How to Dress in BurmaGet dressed in Burma
Reasonable clothing - Myanmar Forum
I' ve just returned from our journey to Myanmar (I am planning to publish a story here soon) and for ladies I would strongly suggest to wear capri or long coats and NOT trousers. As my journey was a last-minute decision (had about a weeks planning), I didn't realise sleeveless shirts would not be a good idea and only assuming that it would be nice as it would be the hottest time of year (and I'm not talking about quite humble 3 inch sleeve-less shirts strapping).

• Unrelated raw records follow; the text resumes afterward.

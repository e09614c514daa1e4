use serde::{Deserialize, Serialize};

use rayframe::{Camera3D, WindowConfig};

/// Everything a demo needs before its window opens.
#[derive(Debug, Clone, PartialEq, Default, Serialize, Deserialize)]
#[serde(default)]
pub struct DemoConfig {
    pub window: WindowConfig,
    pub camera: Camera3D,
}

I was very upset in Myanmar (especially in Mandalay while I was there), but I felt VERY uneasy to wear shirtless skirts, so I wore my T-shirts several nights (actually pretty disgusting at the end, since we were out a bit and I was sweating a bit, ha! Wish I had known that before, but I had only been reading the council to put your hands over your temple feet, so I didn't wrap enough cuffs.
Now I saw some tourist dressed in tight trousers, tight fuel tanks and a man who wasn't in a shirt - in my mind it's tasteless, but the Myanmar population is very friendly and probably wouldn't say anything. I didn't feel uncomfortable carrying the Keens or putting them on and off.
It was no problem to get it stole, but in some places there were stalls where folks wanted you to collect and buy your boots (in this case we put them in our backpacks). Men are okay with T-shirts and I think it's okay to have longer trousers because I've seen a few locals in Bagan and Yangon who wore trousers and not longyi (rarely, but I've seen that, especially with some of the younger men).
Trousers would have been a little intolerable if they weren't light, but if you could get a couple of masculine capri, that could work best, or longer panty.